Heat stroke: Symptoms and treatmentWith the hot week we are having, I thought it may be a good time to remind us all of heat stroke and its symptoms.
By: Mary Krueger, Douglas County Senior Coordinator, Alexandria Echo Press
With the hot week we are having, I thought it may be a good time to remind us all of heat stroke and its symptoms.
Heat stroke is strongly related to the heat index. A relative humidity of 60 percent or more hampers sweat evaporation, which hinders your body's ability to cool itself.
The risk of heat related illness dramatically increases when the heat index climbs to 90 degrees or more. Pay attention to the heat index and remember that exposure to full sunshine can increase the heat index by up to 15 degrees.
Heat stroke is the most serious form of heat injury and is a medical emergency. It can kill or cause damage to the brain and other internal organs.
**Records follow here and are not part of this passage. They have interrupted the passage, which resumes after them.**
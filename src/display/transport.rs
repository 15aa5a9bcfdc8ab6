/*
 *  display/transport.rs
 *
 *  sh1106-fbsync - keep the glass in step with the framebuffer
 *  (c) 2020-26 Stuart Hunter
 *
 *  Bus handle shared between the flush worker and the contrast control
 *
 *  This program is free software: you can redistribute it and/or modify
 *  it under the terms of the GNU General Public License as published by
 *  the Free Software Foundation, either version 3 of the License, or
 *  (at your option) any later version.
 *
 *  This program is distributed in the hope that it will be useful,
 *  but WITHOUT ANY WARRANTY; without even the implied warranty of
 *  MERCHANTABILITY or FITNESS FOR A PARTICULAR PURPOSE.  See the
 *  GNU General Public License for more details.
 *
 *  See <http://www.gnu.org/licenses/> to get a copy of the GNU General
 *  Public License.
 *
 */

use std::sync::{Arc, Mutex, MutexGuard};

use log::debug;

use crate::display::error::DisplayError;
use crate::display::traits::Transport;

/// Clonable handle to one transport.
///
/// The lock is taken per write, the same granularity the kernel's adapter
/// lock gives i2c-dev, so a contrast change can slot in between two data
/// chunks of a running flush. Once released, every handle fails with
/// `DisplayError::Detached` and the transport itself is dropped.
pub struct SharedTransport<T> {
    inner: Arc<Mutex<Option<T>>>,
}

impl<T> Clone for SharedTransport<T> {
    fn clone(&self) -> Self {
        Self { inner: Arc::clone(&self.inner) }
    }
}

impl<T: Transport> SharedTransport<T> {
    pub fn new(transport: T) -> Self {
        Self { inner: Arc::new(Mutex::new(Some(transport))) }
    }

    fn lock(&self) -> MutexGuard<'_, Option<T>> {
        self.inner.lock().unwrap_or_else(|poisoned| poisoned.into_inner())
    }

    /// Hold the bus across several writes that must not be interleaved
    pub fn with<R>(&self, f: impl FnOnce(&mut T) -> Result<R, DisplayError>) -> Result<R, DisplayError> {
        match self.lock().as_mut() {
            Some(transport) => f(transport),
            None => Err(DisplayError::Detached),
        }
    }

    pub fn is_released(&self) -> bool {
        self.lock().is_none()
    }

    /// Take the transport away from every handle; later writes fail
    pub fn release(&self) -> Option<T> {
        let transport = self.lock().take();
        if transport.is_some() {
            debug!("bus released");
        }
        transport
    }
}

impl<T: Transport> Transport for SharedTransport<T> {
    fn write(&mut self, bytes: &[u8]) -> Result<(), DisplayError> {
        self.with(|transport| transport.write(bytes))
    }
}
Heat stroke mainly affects people older than age 50 but also takes a toll on healthy young athletes.
Heat stroke results from prolonged exposure to high temperatures, usually in combination with dehydration, which leads to failure of the body's temperature control system.
The main symptom of heat stroke is a core body temperature of above 105 degrees Fahrenheit. However, fainting may be the first sign. Other symptoms include throbbing headache, dizziness and lightheadedness, lack of sweating despite the heat; red, hot and dry skin; muscle weakness or cramps, nausea and vomiting, rapid heartbeat; rapid, shallow breathing; confusion, disorientation or staggering and seizures.
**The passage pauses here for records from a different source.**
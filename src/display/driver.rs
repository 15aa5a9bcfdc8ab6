/*
 *  display/driver.rs
 *
 *  sh1106-fbsync - keep the glass in step with the framebuffer
 *  (c) 2020-26 Stuart Hunter
 *
 *  Driver context: attach, arm, detach
 *
 *  This program is free software: you can redistribute it and/or modify
 *  it under the terms of the GNU General Public License as published by
 *  the Free Software Foundation, either version 3 of the License, or
 *  (at your option) any later version.
 *
 *  This program is distributed in the hope that it will be useful,
 *  but WITHOUT ANY WARRANTY; without even the implied warranty of
 *  MERCHANTABILITY or FITNESS FOR A PARTICULAR PURPOSE.  See the
 *  GNU General Public License for more details.
 *
 *  See <http://www.gnu.org/licenses/> to get a copy of the GNU General
 *  Public License.
 *
 */

use std::time::Duration;

use log::{debug, error, info, warn};

use crate::display::bitmap::DeviceBitmap;
use crate::display::contrast::ContrastControl;
use crate::display::dispatcher::{Admission, FlushCounts, FlushDispatcher, FlushJob};
use crate::display::error::DisplayError;
use crate::display::protocol::{self, DEFAULT_CONTRAST};
use crate::display::scheduler::{FlushScheduler, DEFAULT_FLUSH_INTERVAL};
use crate::display::sync::Polarity;
use crate::display::traits::{Geometry, Surface, Transport};
use crate::display::transport::SharedTransport;

/// Runtime options for one attached panel
#[derive(Debug, Clone, Copy, PartialEq, Eq)]
pub struct DriverOptions {
    pub geometry: Geometry,
    pub polarity: Polarity,

    /// Contrast sent during init and reported by the contrast control
    pub contrast: u8,

    pub flush_interval: Duration,

    /// Send display-off during detach
    pub power_off_on_exit: bool,
}

impl Default for DriverOptions {
    fn default() -> Self {
        Self {
            geometry: Geometry::default(),
            polarity: Polarity::Normal,
            contrast: DEFAULT_CONTRAST,
            flush_interval: DEFAULT_FLUSH_INTERVAL,
            power_off_on_exit: true,
        }
    }
}

/// One SH1106 panel kept in step with one surface
pub struct Sh1106Fb<S, T> {
    options: DriverOptions,
    bus: SharedTransport<T>,
    contrast: ContrastControl<T>,
    dispatcher: FlushDispatcher<S, SharedTransport<T>>,
    scheduler: Option<FlushScheduler>,
}

impl<S, T> Sh1106Fb<S, T>
where
    S: Surface + 'static,
    T: Transport + 'static,
{
    /// Validate, initialize the controller and bring up the flush worker.
    ///
    /// Must be called from inside a tokio runtime. On any failure the
    /// transport and surface are dropped before the error is returned.
    pub fn attach(transport: T, surface: S, options: DriverOptions) -> Result<Self, DisplayError> {
        let geometry = options.geometry;
        geometry.validate()?;

        let mut bus = SharedTransport::new(transport);
        protocol::initialize(&mut bus, options.contrast)?;

        let bitmap = DeviceBitmap::new(&geometry);
        let job = FlushJob::new(surface, bitmap, bus.clone(), options.polarity, geometry.column_offset);
        let dispatcher = FlushDispatcher::start(job);
        let contrast = ContrastControl::new(bus.clone(), options.contrast);

        info!(
            "SH1106 attached: {}x{}, {} pages, column offset {}, contrast {}",
            geometry.width,
            geometry.height,
            geometry.pages(),
            geometry.column_offset,
            options.contrast
        );

        Ok(Self {
            options,
            bus,
            contrast,
            dispatcher,
            scheduler: None,
        })
    }

    pub fn options(&self) -> &DriverOptions {
        &self.options
    }

    /// Start periodic flushing. Arming twice is a no-op.
    pub fn arm(&mut self) {
        if self.scheduler.is_some() {
            warn!("flush scheduler already armed");
            return;
        }
        self.scheduler = Some(FlushScheduler::arm(self.dispatcher.handle(), self.options.flush_interval));
    }

    pub fn is_armed(&self) -> bool {
        self.scheduler.as_ref().is_some_and(FlushScheduler::is_armed)
    }

    pub fn request_flush(&self) -> Admission {
        self.dispatcher.request_flush()
    }

    /// Push one frame now and wait for it
    pub async fn flush_now(&self) -> Result<usize, DisplayError> {
        self.dispatcher.flush_now().await
    }

    /// Handle on the contrast setting, usable from any thread
    pub fn contrast(&self) -> ContrastControl<T> {
        self.contrast.clone()
    }

    pub fn stats(&self) -> FlushCounts {
        self.dispatcher.counts()
    }

    /// Ordered teardown: stop the clock, drain the worker, optionally blank
    /// the panel, then drop the bitmap and the bus. Teardown always runs to
    /// the end; a worker that died earlier is reported as `WorkerGone`.
    pub async fn detach(self) -> Result<FlushCounts, DisplayError> {
        let Self { options, mut bus, contrast, dispatcher, scheduler } = self;

        if let Some(mut scheduler) = scheduler {
            scheduler.disarm().await;
        }

        let flusher = dispatcher.handle();
        let drained = dispatcher.shutdown().await;
        let counts = flusher.counts();
        drop(flusher);
        match &drained {
            Ok(_) => debug!("flush worker drained"),
            Err(e) => error!("flush worker did not drain cleanly: {}", e),
        }

        if options.power_off_on_exit {
            if let Err(e) = protocol::power_off(&mut bus) {
                warn!("display power off failed: {}", e);
            }
        }

        // bitmap and surface go with the job; the transport is dropped here
        // even while contrast handles are still out
        let released = drained.map(drop);
        drop(bus.release());
        drop(contrast);
        info!(
            "SH1106 detached: {} flushes, {} failed, {} dropped",
            counts.completed, counts.failed, counts.dropped
        );
        released.map(|()| counts)
    }
}

#[cfg(test)]
mod tests {
    use super::*;
    use crate::display::drivers::mock::RecordingTransport;
    use crate::display::surface::MemorySurface;

    fn fast_options() -> DriverOptions {
        DriverOptions {
            flush_interval: Duration::from_millis(10),
            ..DriverOptions::default()
        }
    }

    #[tokio::test]
    async fn test_attach_runs_init_only() {
        let recorder = RecordingTransport::new();
        let fb = Sh1106Fb::attach(recorder.clone(), MemorySurface::new(128, 64), DriverOptions::default()).unwrap();

        assert_eq!(recorder.writes().len(), 21);
        assert_eq!(recorder.writes()[0], vec![0x00, 0xAE]);
        assert_eq!(recorder.writes()[20], vec![0x00, 0xAF]);
        assert!(!fb.is_armed());
        assert_eq!(fb.contrast().get(), 127);

        fb.detach().await.unwrap();
    }

    #[tokio::test]
    async fn test_attach_rejects_bad_geometry() {
        let recorder = RecordingTransport::new();
        let options = DriverOptions { geometry: Geometry::new(100, 64), ..DriverOptions::default() };
        let result = Sh1106Fb::attach(recorder.clone(), MemorySurface::new(100, 64), options);

        assert!(matches!(result, Err(DisplayError::InvalidConfiguration(_))));
        assert_eq!(recorder.attempts(), 0);
    }

    #[tokio::test]
    async fn test_attach_init_failure() {
        let recorder = RecordingTransport::new();
        recorder.fail_at(4);
        let result = Sh1106Fb::attach(recorder.clone(), MemorySurface::new(128, 64), DriverOptions::default());

        assert!(matches!(result, Err(DisplayError::InitializationFailed(_))));
        assert_eq!(recorder.attempts(), 5);
    }

    #[tokio::test]
    async fn test_flush_now_after_attach() {
        let recorder = RecordingTransport::new();
        let surface = MemorySurface::new(128, 64);
        surface.set(0, 1, true);
        let fb = Sh1106Fb::attach(recorder.clone(), surface, DriverOptions::default()).unwrap();
        recorder.reset();

        assert_eq!(fb.flush_now().await.unwrap(), 88);
        let writes = recorder.writes();
        assert_eq!(writes[0], vec![0x00, 0xB0]);
        assert_eq!(writes[3][0], 0x40);
        assert_eq!(writes[3][1], 0x02);
        assert_eq!(fb.stats().completed, 1);

        fb.detach().await.unwrap();
    }

    #[tokio::test(flavor = "multi_thread", worker_threads = 2)]
    async fn test_detach_powers_off_last() {
        let recorder = RecordingTransport::sink();
        let mut fb = Sh1106Fb::attach(recorder.clone(), MemorySurface::new(128, 64), fast_options()).unwrap();
        fb.arm();
        fb.arm();
        assert!(fb.is_armed());

        tokio::time::sleep(Duration::from_millis(60)).await;
        let counts = fb.detach().await.unwrap();
        assert!(counts.completed >= 1);

        // 21 init writes, 88 per flush, one display-off at the end
        let completed = recorder.completed();
        assert_eq!((completed - 21 - 1) % 88, 0);
    }

    #[tokio::test]
    async fn test_detach_without_power_off() {
        let recorder = RecordingTransport::new();
        let options = DriverOptions { power_off_on_exit: false, ..DriverOptions::default() };
        let fb = Sh1106Fb::attach(recorder.clone(), MemorySurface::new(128, 64), options).unwrap();
        fb.detach().await.unwrap();

        assert_eq!(recorder.writes().len(), 21);
    }

    #[tokio::test]
    async fn test_contrast_between_flushes() {
        let recorder = RecordingTransport::new();
        let fb = Sh1106Fb::attach(recorder.clone(), MemorySurface::new(128, 64), DriverOptions::default()).unwrap();
        let contrast = fb.contrast();
        recorder.reset();

        fb.flush_now().await.unwrap();
        contrast.store("32").unwrap();
        fb.flush_now().await.unwrap();

        let writes = recorder.writes();
        assert_eq!(writes.len(), 88 * 2 + 2);
        assert_eq!(writes[88], vec![0x00, 0x81]);
        assert_eq!(writes[89], vec![0x00, 32]);

        fb.detach().await.unwrap();
        assert_eq!(contrast.get(), 32);
    }

    #[tokio::test]
    async fn test_contrast_after_detach_is_refused() {
        let recorder = RecordingTransport::new();
        let fb = Sh1106Fb::attach(recorder.clone(), MemorySurface::new(128, 64), DriverOptions::default()).unwrap();
        let contrast = fb.contrast();
        fb.detach().await.unwrap();
        let after_detach = recorder.writes();

        assert!(matches!(contrast.set(10), Err(DisplayError::Detached)));
        assert_eq!(contrast.get(), 127);
        assert_eq!(recorder.writes(), after_detach);
        assert_eq!(after_detach.last(), Some(&vec![0x00, 0xAE]));
    }
}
If you think someone has heat stroke, call 911 or transport to the nearest hospital immediately. Move the person to an air conditioned environment or at least to a shady area and remove any unnecessary clothing. Fan air over them while wetting their skin with water from a sponge or garden hose. Apply ice packs to their armpits, groin, neck and back. If possible, immerse them in a cool tub of water or an ice bath.
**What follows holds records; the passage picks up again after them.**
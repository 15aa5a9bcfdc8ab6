/*
 *  display/scheduler.rs
 *
 *  sh1106-fbsync - keep the glass in step with the framebuffer
 *  (c) 2020-26 Stuart Hunter
 *
 *  Periodic flush scheduler
 *
 *  This program is free software: you can redistribute it and/or modify
 *  it under the terms of the GNU General Public License as published by
 *  the Free Software Foundation, either version 3 of the License, or
 *  (at your option) any later version.
 *
 *  This program is distributed in the hope that it will be useful,
 *  but WITHOUT ANY WARRANTY; without even the implied warranty of
 *  MERCHANTABILITY or FITNESS FOR A PARTICULAR PURPOSE.  See the
 *  GNU General Public License for more details.
 *
 *  See <http://www.gnu.org/licenses/> to get a copy of the GNU General
 *  Public License.
 *
 */

use std::time::Duration;

use log::{debug, error, info, trace};
use tokio::sync::mpsc;
use tokio::task::JoinHandle;
use tokio::time::{self, Instant};

use crate::display::dispatcher::{Admission, FlushHandle};

/// Default period between flush requests
pub const DEFAULT_FLUSH_INTERVAL: Duration = Duration::from_millis(300);

/// Fires a flush request every period until disarmed.
///
/// The tick itself only asks the dispatcher for work; it never blocks and
/// never touches the bus.
pub struct FlushScheduler {
    period: Duration,
    stop_sender: Option<mpsc::Sender<()>>,
    tick_handle: Option<JoinHandle<()>>,
}

impl FlushScheduler {
    /// Start ticking, first request one full period from now.
    /// Must be called from inside a tokio runtime.
    pub fn arm(flusher: FlushHandle, period: Duration) -> Self {
        let (stop_tx, mut stop_rx) = mpsc::channel::<()>(1);

        let tick_handle = tokio::spawn(async move {
            let mut interval = time::interval_at(Instant::now() + period, period);
            // a late tick is pushed back, never doubled up
            interval.set_missed_tick_behavior(time::MissedTickBehavior::Delay);

            loop {
                tokio::select! {
                    _ = interval.tick() => {
                        if !flusher.is_online() {
                            trace!("flush tick skipped, controller offline");
                            continue;
                        }
                        match flusher.request_flush() {
                            Admission::Scheduled => trace!("flush tick scheduled"),
                            Admission::Busy => trace!("flush tick dropped, previous flush still in flight"),
                            Admission::Offline => trace!("flush tick skipped, controller offline"),
                            Admission::Closed => {
                                debug!("flush dispatcher closed, scheduler exiting");
                                break;
                            }
                        }
                    }
                    _ = stop_rx.recv() => {
                        debug!("flush scheduler received stop signal");
                        break;
                    }
                }
            }
        });

        info!("flush scheduler armed, every {:?}", period);
        Self {
            period,
            stop_sender: Some(stop_tx),
            tick_handle: Some(tick_handle),
        }
    }

    pub fn period(&self) -> Duration {
        self.period
    }

    pub fn is_armed(&self) -> bool {
        self.tick_handle.as_ref().is_some_and(|handle| !handle.is_finished())
    }

    /// Stop ticking. Returns once the tick task has exited, so no request
    /// can be raised after this.
    pub async fn disarm(&mut self) {
        if let Some(sender) = self.stop_sender.take() {
            // the task may already be gone (dispatcher closed), that's fine
            let _ = sender.send(()).await;
        }
        if let Some(handle) = self.tick_handle.take() {
            handle.await.unwrap_or_else(|e| error!("flush scheduler failed to join: {}", e));
        }
        info!("flush scheduler disarmed");
    }
}

impl Drop for FlushScheduler {
    fn drop(&mut self) {
        if let Some(sender) = self.stop_sender.take() {
            let _ = sender.try_send(());
        }
    }
}
/*
 *  display/mod.rs
 *
 *  sh1106-fbsync - keep the glass in step with the framebuffer
 *  (c) 2020-26 Stuart Hunter
 *
 *  Display subsystem - surface sync, flush pipeline and SH1106 protocol
 *
 *  This program is free software: you can redistribute it and/or modify
 *  it under the terms of the GNU General Public License as published by
 *  the Free Software Foundation, either version 3 of the License, or
 *  (at your option) any later version.
 *
 *  This program is distributed in the hope that it will be useful,
 *  but WITHOUT ANY WARRANTY; without even the implied warranty of
 *  MERCHANTABILITY or FITNESS FOR A PARTICULAR PURPOSE.  See the
 *  GNU General Public License for more details.
 *
 *  See <http://www.gnu.org/licenses/> to get a copy of the GNU General
 *  Public License.
 *
 */

// Core trait definitions
pub mod traits;
pub mod error;

// Pixel storage and surface sources
pub mod bitmap;
pub mod surface;
pub mod sync;

// Controller wire protocol and bus links
pub mod protocol;
pub mod transport;
pub mod drivers;

// Flush pipeline
pub mod dispatcher;
pub mod scheduler;
pub mod contrast;
pub mod driver;

// Re-exports for convenience
pub use traits::{Geometry, Surface, SurfaceGeometry, Transport};
pub use error::{ContrastError, DisplayError};
pub use bitmap::{DeviceBitmap, PixelMode};
pub use surface::{MappedSurface, MemorySurface};
pub use sync::Polarity;
pub use transport::SharedTransport;
pub use dispatcher::{Admission, FlushCounts};
pub use contrast::{ContrastControl, ContrastStoreError};
pub use driver::{DriverOptions, Sh1106Fb};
Infants and children younger than age 4 and adults older than 65 are particularly vulnerable because they adjust to heat more slowly than other people. Some health conditions also make people more vulnerable such as heart, lung or kidney disease, obesity or underweight, high blood pressure, diabetes, mental illness, sickle cell trait, alcoholism, sunburn and any other condition that causes fever.
When the heat index is high, it is best to stay in air conditioning if possible. If you need to be outdoors, wear lightweight, light colored, loose fitting clothing and a wide brim hat.
Use a sunscreen with an SPF of 30 or more. Drink extra fluids. The general recommendation is 24 ounces of fluid two hours before exercise and then add another 8 ounces before exercise. During exercise, you should consume 8 ounces every 20 minutes.
Monitor the color of your urine. Darker urine is a sign of dehydration. Drink enough fluid to maintain very light colored urine.
Avoid fluids containing caffeine or alcohol - both substances make you lose more fluids and worsen heat-related illness. Do not take salt tablets unless ordered by your doctor. The easiest and safest way to replace salt and other electrolytes during heat waves is to drink sports beverages or fruit juice.
DID YOU KNOW?
The main symptom of heat stroke is a core body temperature of above 105 degrees Fahrenheit.